### INPUT

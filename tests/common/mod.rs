//! Shared helpers for the integration tests: shortened protocol timeouts and
//! a raw-datagram prober that speaks the wire format directly, standing in
//! for a peer whose behaviour (drops, duplicates, reordering, silence) the
//! test controls exactly.

#![allow(dead_code)] // each test binary uses its own subset of the probes

use std::net::SocketAddr;
use std::time::Duration;

use bytes::BytesMut;
use tokio::net::UdpSocket;
use udplink::{LinkConfig, PacketFlags, PacketHeader};

#[ctor::ctor]
fn init_test_logging() {
    tracing_subscriber::fmt()
        .with_test_writer()
        .with_max_level(tracing::Level::DEBUG)
        .try_init()
        .ok();
}

/// Protocol timeouts scaled down so loss and liveness scenarios finish in
/// well under a second.
pub fn test_config() -> LinkConfig {
    LinkConfig {
        timeout_total: Duration::from_millis(600),
        timeout_short: Duration::from_millis(50),
        ..LinkConfig::default()
    }
}

pub const TEST_TIMEOUT_TOTAL: Duration = Duration::from_millis(600);
pub const TEST_TIMEOUT_SHORT: Duration = Duration::from_millis(50);

/// A hand-driven peer that fabricates headers on a plain UDP socket.
pub struct RawPeer {
    socket: UdpSocket,
    remote: SocketAddr,
    seq: u32,
}

impl RawPeer {
    pub async fn new(remote_port: u16) -> RawPeer {
        let socket = UdpSocket::bind("127.0.0.1:0").await.expect("bind raw peer");
        RawPeer {
            socket,
            remote: SocketAddr::from(([127, 0, 0, 1], remote_port)),
            seq: 0,
        }
    }

    pub fn local_port(&self) -> u16 {
        self.socket.local_addr().unwrap().port()
    }

    /// Send one datagram with a fabricated header. The sequence number
    /// advances automatically; batch and flags are the test's business.
    pub async fn send_raw(&mut self, batch: u32, flags: PacketFlags, payload: &[u8]) {
        let mut buf = BytesMut::with_capacity(PacketHeader::SERIALIZED_LEN + payload.len());
        PacketHeader::new(self.seq, batch, flags).ser(&mut buf);
        self.seq += 1;
        buf.extend_from_slice(payload);
        self.socket
            .send_to(&buf, self.remote)
            .await
            .expect("raw send");
    }

    /// Re-send a datagram byte-exactly (duplicate on the wire): same batch,
    /// same flags, same payload, but a fixed sequence number of the caller's
    /// choosing.
    pub async fn send_raw_with_seq(&self, seq: u32, batch: u32, flags: PacketFlags, payload: &[u8]) {
        let mut buf = BytesMut::with_capacity(PacketHeader::SERIALIZED_LEN + payload.len());
        PacketHeader::new(seq, batch, flags).ser(&mut buf);
        buf.extend_from_slice(payload);
        self.socket
            .send_to(&buf, self.remote)
            .await
            .expect("raw send");
    }

    /// Next datagram from the engine, parsed. Panics after two seconds of
    /// silence - every test expects traffic well before that.
    pub async fn recv_frame(&self) -> (PacketHeader, Vec<u8>) {
        let mut buf = vec![0u8; 65535];
        let (len, _) = tokio::time::timeout(Duration::from_secs(2), self.socket.recv_from(&mut buf))
            .await
            .expect("timed out waiting for a frame from the engine")
            .expect("raw receive");
        let mut slice = &buf[..len];
        let header = PacketHeader::deser(&mut slice).expect("engine sent an unparsable header");
        (header, slice.to_vec())
    }

    /// Skip frames until one with the wanted flags arrives.
    pub async fn await_flags(&self, flags: PacketFlags) -> (PacketHeader, Vec<u8>) {
        loop {
            let (header, payload) = self.recv_frame().await;
            if header.flags.contains(flags) {
                return (header, payload);
            }
        }
    }

    /// Skip frames until the ack for `batch` arrives.
    pub async fn await_ack(&self, batch: u32) -> PacketHeader {
        loop {
            let (header, _) = self.recv_frame().await;
            if header.flags.contains(PacketFlags::ACK) && header.batch == batch {
                return header;
            }
        }
    }

    /// Count acks for `batch` seen within `window`, ignoring keepalives and
    /// whatever else flows by.
    pub async fn count_acks(&self, batch: u32, window: Duration) -> usize {
        let deadline = tokio::time::Instant::now() + window;
        let mut count = 0;
        let mut buf = vec![0u8; 65535];
        loop {
            let remaining = deadline.saturating_duration_since(tokio::time::Instant::now());
            if remaining.is_zero() {
                return count;
            }
            match tokio::time::timeout(remaining, self.socket.recv_from(&mut buf)).await {
                Ok(Ok((len, _))) => {
                    let mut slice = &buf[..len];
                    if let Ok(header) = PacketHeader::deser(&mut slice) {
                        if header.flags.contains(PacketFlags::ACK) && header.batch == batch {
                            count += 1;
                        }
                    }
                }
                Ok(Err(e)) => panic!("raw receive failed: {}", e),
                Err(_) => return count,
            }
        }
    }

    /// Run the active-open handshake: SYN out, SYN+ACK in, ACK out. After
    /// this the engine under test considers the raw peer its session peer.
    pub async fn handshake(&mut self) {
        self.send_raw(0, PacketFlags::SYN | PacketFlags::REL, &[]).await;
        let (syn_ack, _) = self
            .await_flags(PacketFlags::SYN | PacketFlags::ACK)
            .await;
        self.send_raw(syn_ack.batch, PacketFlags::ACK, &[]).await;
    }
}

### WHAT THIS TASK INVOLVES
Search the listing for the word "silence" and return each line that holds it.

### EXERCISE OUTPUT
//! for a peer whose behaviour (drops, duplicates, reordering, silence) the
    /// silence - every test expects traffic well before that.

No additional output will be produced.